In actual work, a web request may need to start multiple goroutines to work together, and goroutines may need to share the requested information, and when the request is cancelled or the execution times out, all goroutines started by the request need to be terminated and resources are released. At this time, you need to use Context to solve these problems.

Example:

package main

import (
    "context"
    "fmt"
    "time"
)

const DB_ADDRESS  = "db_address"
const CALCULATE_VALUE  = "calculate_value"

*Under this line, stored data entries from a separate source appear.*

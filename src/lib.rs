// (c) 2023 John A. Breaux
// This code is licensed under MIT license (see LICENSE.txt for details)

//! This crate implements a Chip-8 and Super Chip interpreter as if it were a real
//! CPU architecture.
//!
//! The [CPU] owns its memory, screen, and keypad. A host feeds it key events,
//! calls [CPU::frame] to run a batch of instructions, ticks the timers at 60 Hz,
//! and draws the [Screen] whenever [Flags::redraw] is set.

pub mod cpu;
pub mod error;
pub mod screen;

pub use cpu::{
    flags::Flags,
    instruction::{
        disassembler::{Dis, Disassembler},
        Insn,
    },
    mem::{Mem, Region, Region::*, CHARSET, HIRES_CHARSET, MEM_SIZE},
    mode::Mode,
    quirks::Quirks,
    CPU,
};
pub use error::{Error, Result};
pub use screen::{Screen, HIRES, LORES};

/// Common imports for schirp
pub mod prelude {
    use super::*;
    pub use cpu::{flags::Flags, mode::Mode, quirks::Quirks, CPU};
    pub use error::{Error, Result};
    pub use screen::Screen;
    pub use {Dis, Disassembler};
}
//! Tests for schirp

use super::ui::*;
use minifb::Key;
use schirp::*;

mod frame_buffer {
    use super::*;
    #[test]
    fn blank() {
        let mut fb = FrameBuffer::default();
        fb.draw(&Screen::new());
        let bg = FrameBufferFormat::default().bg;
        assert!(fb.buffer().iter().all(|&pixel| pixel == bg));
    }
    /// Lores pixels are drawn 2x2
    #[test]
    fn lores_scaling() {
        let mut cpu = CPU::default();
        // draw a single pixel at (1, 1)
        cpu.load_program_bytes(&[0x61, 0x01, 0xa3, 0x00, 0xd1, 0x11])
            .unwrap();
        cpu.frame(3).unwrap();
        // sprite data at 0x300 is blank, so nothing to see yet
        let mut fb = FrameBuffer::default();
        fb.draw(cpu.screen());
        let fg = FrameBufferFormat::default().fg;
        assert_eq!(0, fb.buffer().iter().filter(|&&pixel| pixel == fg).count());

        let mut cpu = CPU::default();
        cpu.load_program_bytes(&[0x61, 0x01, 0xa2, 0x06, 0xd1, 0x11, 0x80])
            .unwrap();
        cpu.frame(3).unwrap();
        fb.draw(cpu.screen());
        let lit: Vec<usize> = fb
            .buffer()
            .iter()
            .enumerate()
            .filter(|(_, &pixel)| pixel == fg)
            .map(|(idx, _)| idx)
            .collect();
        assert_eq!(lit, [2 * 128 + 2, 2 * 128 + 3, 3 * 128 + 2, 3 * 128 + 3]);
    }
}

mod keys {
    use super::*;
    #[test]
    fn keypad_layout() {
        let rows = [
            [Key::Key1, Key::Key2, Key::Key3, Key::Key4],
            [Key::Q, Key::W, Key::E, Key::R],
            [Key::A, Key::S, Key::D, Key::F],
            [Key::Z, Key::X, Key::C, Key::V],
        ];
        let expected = [
            [0x1, 0x2, 0x3, 0xc],
            [0x4, 0x5, 0x6, 0xd],
            [0x7, 0x8, 0x9, 0xe],
            [0xa, 0x0, 0xb, 0xf],
        ];
        for (row, expected) in rows.iter().zip(expected) {
            for (&key, expected) in row.iter().zip(expected) {
                assert_eq!(Some(expected), identify_key(key));
            }
        }
    }
    #[test]
    fn unmapped() {
        assert_eq!(None, identify_key(Key::Space));
        assert_eq!(None, identify_key(Key::Key5));
    }
}
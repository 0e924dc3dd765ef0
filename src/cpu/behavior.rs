// (c) 2023 John A. Breaux
// This code is licensed under MIT license (see LICENSE for details)

//! Contains implementations for each Chip-8 [Insn]

use super::*;
use rand::random;

impl CPU {
    /// Executes a single [Insn]
    #[rustfmt::skip]
    #[inline(always)]
    pub(super) fn execute(&mut self, instruction: Insn) {
        match instruction {
            // Core Chip-8 instructions
            Insn::Cls                    => self.clear_screen(),
            Insn::Ret                    => self.ret(),
            Insn::Jp         {       A } => self.jump(A),
            Insn::Call       {       A } => self.call(A),
            Insn::SeImm      {    x, B } => self.skip_equals_immediate(x, B),
            Insn::SneImm     {    x, B } => self.skip_not_equals_immediate(x, B),
            Insn::Se         { y, x    } => self.skip_equals(x, y),
            Insn::LdImm      {    x, B } => self.load_immediate(x, B),
            Insn::AddImm     {    x, B } => self.add_immediate(x, B),
            Insn::Ld         { y, x    } => self.load(x, y),
            Insn::Or         { y, x    } => self.or(x, y),
            Insn::And        { y, x    } => self.and(x, y),
            Insn::Xor        { y, x    } => self.xor(x, y),
            Insn::Add        { y, x    } => self.add(x, y),
            Insn::Sub        { y, x    } => self.sub(x, y),
            Insn::Shr        { y, x    } => self.shift_right(x, y),
            Insn::Subn       { y, x    } => self.backwards_sub(x, y),
            Insn::Shl        { y, x    } => self.shift_left(x, y),
            Insn::Sne        { y, x    } => self.skip_not_equals(x, y),
            Insn::LdI        {       A } => self.load_i_immediate(A),
            Insn::JpIndexed  {       A } => self.jump_indexed(A),
            Insn::Rnd        {    x, B } => self.rand(x, B),
            Insn::Drw        { y, x, n } => self.draw(x, y, n),
            Insn::Skp        {    x    } => self.skip_key_equals(x),
            Insn::Sknp       {    x    } => self.skip_key_not_equals(x),
            Insn::GetDelay   {    x    } => self.load_delay_timer(x),
            Insn::WaitKey    {    x    } => self.wait_for_key(x),
            Insn::SetDelay   {    x    } => self.store_delay_timer(x),
            Insn::SetSound   {    x    } => self.store_sound_timer(x),
            Insn::AddI       {    x    } => self.add_i(x),
            Insn::Font       {    x    } => self.load_sprite(x),
            Insn::Bcd        {    x    } => self.bcd_convert(x),
            Insn::Store      {    x    } => self.store_dma(x),
            Insn::Load       {    x    } => self.load_dma(x),
            // Super-Chip extensions
            Insn::ScrollDown {       n } => self.scroll_down(n),
            Insn::ScrollRight            => self.scroll_right(),
            Insn::ScrollLeft             => self.scroll_left(),
            Insn::Exit                   => self.halt(),
            Insn::Lores                  => self.init_lores(),
            Insn::Hires                  => self.init_hires(),
            Insn::BigFont    {    x    } => self.load_big_sprite(x),
            Insn::SaveFlags  {    x    } => self.store_flags(x),
            Insn::LoadFlags  {    x    } => self.load_flags(x),
        }
    }
}
// (c) 2023 John A. Breaux
// This code is licensed under MIT license (see LICENSE for details)

//! Selects the instruction-set behavior of the [super::CPU]

use crate::error::Error;
use std::str::FromStr;

/// Selects which interpreter the CPU imitates
#[derive(Clone, Copy, Debug, Default, PartialEq, Eq, PartialOrd, Ord, Hash)]
pub enum Mode {
    /// VIP emulation mode
    #[default]
    Chip8,
    /// Super-Chip 1.1 emulation mode
    SChip,
}

impl FromStr for Mode {
    type Err = Error;

    fn from_str(s: &str) -> std::result::Result<Self, Self::Err> {
        match s.to_lowercase().as_str() {
            "c" | "chip8" | "chip-8" => Ok(Mode::Chip8),
            "s" | "schip" | "superchip" | "super-chip" => Ok(Mode::SChip),
            _ => Err(Error::InvalidMode {
                mode: s.to_string(),
            }),
        }
    }
}
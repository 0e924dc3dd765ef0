// (c) 2023 John A. Breaux
// This code is licensed under MIT license (see LICENSE for details)

//! A disassembler for Chip-8 opcodes
use super::Insn;
use imperative_rs::InstructionSet;
use owo_colors::{OwoColorize, Style};

/// Disassembles Chip-8 instructions
pub trait Disassembler {
    /// Disassemble a single instruction
    fn once(&self, insn: u16) -> String;
}

/// Disassembles Chip-8 instructions, printing them in the provided [owo_colors::Style]s
#[derive(Clone, Copy, Debug, PartialEq)]
pub struct Dis {
    /// Styles invalid instructions
    pub invalid: Style,
    /// Styles valid instructions
    pub normal: Style,
    /// Styles Super Chip instructions
    pub extended: Style,
}

impl Default for Dis {
    fn default() -> Self {
        Self {
            invalid: Style::new().bold().red(),
            normal: Style::new().green(),
            extended: Style::new().cyan(),
        }
    }
}

impl Dis {
    /// Constructs a [Dis] which doesn't style its output
    ///
    /// # Examples
    /// ```rust
    /// # use schirp::*;
    /// let dis = Dis::plain();
    /// assert!(dis.once(0x00e0).contains("cls"));
    /// assert!(dis.once(0xffff).contains("inval  ffff"));
    /// ```
    pub fn plain() -> Self {
        Self {
            invalid: Style::new(),
            normal: Style::new(),
            extended: Style::new(),
        }
    }
}

impl Disassembler for Dis {
    fn once(&self, insn: u16) -> String {
        match Insn::decode(&insn.to_be_bytes()) {
            Ok((_, insn)) if insn.is_superchip() => format!("{}", insn.style(self.extended)),
            Ok((_, insn)) => format!("{}", insn.style(self.normal)),
            Err(_) => format!("{}", format_args!("inval  {insn:04x}").style(self.invalid)),
        }
    }
}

func readDB(ctx context.Context, cost time.Duration)  {
    fmt.Println("db address is", ctx.Value(DB_ADDRESS))
    select {
    case <- time.After(cost): //  模拟数据库读取
        fmt.Println("read data from db")
    case <-ctx.Done():
        fmt.Println(ctx.Err()) // 任务取消的原因

        // 一些清理工作

    }

}

func calculate(ctx context.Context, cost time.Duration)  {
    fmt.Println("calculate value is", ctx.Value(CALCULATE_VALUE))
    select {
    case <- time.After(cost): //  模拟数据计算
        fmt.Println("calculate finish")
    case <-ctx.Done():
        fmt.Println(ctx.Err()) // 任务取消的原因
    
        // 一些清理工作

    }

}

func main()  {
    ctx := context.Background(); // 创建一个空的上下文
    // 添加上下文信息
    ctx = context.WithValue(ctx, DB_ADDRESS, "localhost:10086")
    ctx = context.WithValue(ctx, CALCULATE_VALUE, 1234)

    // 设定子 Context 2s 后执行超时返回
    ctx, cancel := context.WithTimeout(ctx, time.Second * 2)

    defer cancel()

    // 设定执行时间为 4 s
    go readDB(ctx, time.Second * 4)
    go calculate(ctx, time.Second * 4)

    // 充分执行
    time.Sleep(time.Second * 5)
}

operation result:

calculate value is 1234
db address is localhost:10086
context deadline exceeded
context deadline exceeded

In the example, we simulate the operation of simultaneous database access and logical calculation in a request. When the request execution times out, the goroutine that has not yet been executed is closed.

1. First, add context information to the context through the context.WithValue method. Context is concurrent and safe in multiple goroutines.
2. Then use the context.WithTimeout method to set the timeout time of the Context to 2s, and pass it to the readDB and calculate goroutines to perform subtasks.
3. In the readDB and calculate methods, use the select statement to monitor the Done channel of the Context. Since we set that the child context will time out after 2s, it will close the Done channel after 2s; however, the default execution time of the subtask is 4s, the corresponding case statement has not yet returned, the execution is cancelled, and it enters the cleanup work. In the case statement, the task performed by the current goroutine is ended.